- _Instructions for the task_:
Lines from the top of the entries through the line that has "select | Tab: next" must be duplicated exactly, and no others.

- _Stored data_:
++++++++
use chrono::Local;
use ratatui::{
    layout::Rect,
    style::{Color, Modifier, Style},
    text::{Line, Span},
    widgets::{Block, Borders, Paragraph},
    Frame,
};

/// Render the title bar: window title on the left, clock on the right
pub fn render(f: &mut Frame, area: Rect, title: &str) {
    let time_str = Local::now().format("%H:%M:%S").to_string();

    let mut spans = vec![Span::styled(
        format!(" {} ", title),
        Style::default()
            .fg(Color::Black)
            .bg(Color::Cyan)
            .add_modifier(Modifier::BOLD),
    )];

    // Right-aligned time
    let width = area.width as usize;
    let current_len = title.chars().count() + 2;
    let padding = width.saturating_sub(current_len + time_str.len() + 1);

    spans.push(Span::raw(" ".repeat(padding)));
    spans.push(Span::styled(
        format!("{} ", time_str),
        Style::default().fg(Color::DarkGray),
    ));

    let paragraph = Paragraph::new(Line::from(spans)).block(
        Block::default()
            .borders(Borders::BOTTOM)
            .border_style(Style::default().fg(Color::DarkGray)),
    );

    f.render_widget(paragraph, area);
}
use ratatui::{
    layout::Rect,
    style::{Color, Style},
    text::{Line, Span},
    widgets::Paragraph,
    Frame,
};

use crate::state::{Focus, ViewModel};

/// Render the hint line (bottom bar)
pub fn render(f: &mut Frame, area: Rect, view: &ViewModel) {
    let hints = match view.focus {
        Focus::Table => "↑/↓: select | Tab: next | F2-F6: buttons | q: quit",
        Focus::Field(_) => "Type to edit | Tab/Enter: next | F2-F6: buttons | Esc: quit",
        Focus::Buttons => "←/→: choose | Enter: press | Tab: next | Esc: quit",
    };

    let mut spans = vec![Span::styled(hints, Style::default().fg(Color::DarkGray))];
    if let Some(ref msg) = view.status {
        spans.push(Span::raw("  "));
        spans.push(Span::styled(msg.as_str(), Style::default().fg(Color::Yellow)));
    }

    f.render_widget(Paragraph::new(Line::from(spans)), area);
}
//! # Domain Types
//!
//! ```text
//! ┌─────────────────────────────────────────────────────────────────────────┐
//! │                         Domain Types                                    │
//! │                                                                         │
//! │  ┌─────────────────┐            ┌─────────────────┐                    │
//! │  │    Product      │  draft()   │  ProductDraft   │                    │
//! │  │  ─────────────  │ ─────────► │  ─────────────  │                    │
//! │  │  id (store)     │            │  name           │                    │
//! │  │  name           │            │  price          │                    │
//! │  │  price          │            │  stock          │                    │
//! │  │  stock          │            └─────────────────┘                    │
//! │  └─────────────────┘                                                    │
//! └─────────────────────────────────────────────────────────────────────────┘
//! ```
//!
//! `ProductDraft` carries the three mutable fields. Insert and update take a
//! draft; the id is always assigned by the store.

use serde::{Deserialize, Serialize};

// =============================================================================
// Product
// =============================================================================

/// A product row as stored in the `products` table.
#[derive(Debug, Clone, PartialEq, Serialize, Deserialize)]
#[cfg_attr(feature = "sqlx", derive(sqlx::FromRow))]
pub struct Product {
    /// Integer primary key, assigned by the store on insert.
    pub id: i64,

    /// Free-form display name. Not unique.
    pub name: String,

    /// Unit price.
    pub price: f64,

    /// Units in stock.
    pub stock: i64,
}

impl Product {
    /// Returns the mutable fields of this product.
    pub fn draft(&self) -> ProductDraft {
        ProductDraft {
            name: self.name.clone(),
            price: self.price,
            stock: self.stock,
        }
    }

    /// Price as shown in the table and copied into the form.
    pub fn price_display(&self) -> String {
        format_price(self.price)
    }
}

// =============================================================================
// Product Draft
// =============================================================================

/// The user-editable part of a product.
#[derive(Debug, Clone, PartialEq, Serialize, Deserialize)]
pub struct ProductDraft {
    pub name: String,
    pub price: f64,
    pub stock: i64,
}

impl ProductDraft {
    /// Creates a new draft.
    pub fn new(name: impl Into<String>, price: f64, stock: i64) -> Self {
        ProductDraft {
            name: name.into(),
            price,
            stock,
        }
    }
}

/// Formats a price the way the table shows it.
///
/// Uses the shortest representation that parses back to the same value, so
/// copying a row into the form and saving it does not drift the price.
pub fn format_price(price: f64) -> String {
    price.to_string()
}

#[cfg(test)]
mod tests {
    use super::*;

    #[test]
    fn test_draft_copies_mutable_fields() {
        let product = Product {
            id: 7,
            name: "Widget".to_string(),
            price: 9.99,
            stock: 5,
        };

        assert_eq!(product.draft(), ProductDraft::new("Widget", 9.99, 5));
    }

    #[test]
    fn test_price_display() {
        assert_eq!(format_price(9.99), "9.99");
        assert_eq!(format_price(12.5), "12.5");
        assert_eq!(format_price(-3.25), "-3.25");
    }

    #[test]
    fn test_price_display_round_trips() {
        let price = 0.1 + 0.2;
        let shown = format_price(price);
        assert_eq!(shown.parse::<f64>().ok(), Some(price));
    }
}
++++++++
- _Your response_:
use chrono::Local;
use ratatui::{
    layout::Rect,
    style::{Color, Modifier, Style},
    text::{Line, Span},
    widgets::{Block, Borders, Paragraph},
    Frame,
};

/// Render the title bar: window title on the left, clock on the right
pub fn render(f: &mut Frame, area: Rect, title: &str) {
    let time_str = Local::now().format("%H:%M:%S").to_string();

    let mut spans = vec![Span::styled(
        format!(" {} ", title),
        Style::default()
            .fg(Color::Black)
            .bg(Color::Cyan)
            .add_modifier(Modifier::BOLD),
    )];

    // Right-aligned time
    let width = area.width as usize;
    let current_len = title.chars().count() + 2;
    let padding = width.saturating_sub(current_len + time_str.len() + 1);

    spans.push(Span::raw(" ".repeat(padding)));
    spans.push(Span::styled(
        format!("{} ", time_str),
        Style::default().fg(Color::DarkGray),
    ));

    let paragraph = Paragraph::new(Line::from(spans)).block(
        Block::default()
            .borders(Borders::BOTTOM)
            .border_style(Style::default().fg(Color::DarkGray)),
    );

    f.render_widget(paragraph, area);
}
use ratatui::{
    layout::Rect,
    style::{Color, Style},
    text::{Line, Span},
    widgets::Paragraph,
    Frame,
};

use crate::state::{Focus, ViewModel};

/// Render the hint line (bottom bar)
pub fn render(f: &mut Frame, area: Rect, view: &ViewModel) {
    let hints = match view.focus {
        Focus::Table => "↑/↓: select | Tab: next | F2-F6: buttons | q: quit",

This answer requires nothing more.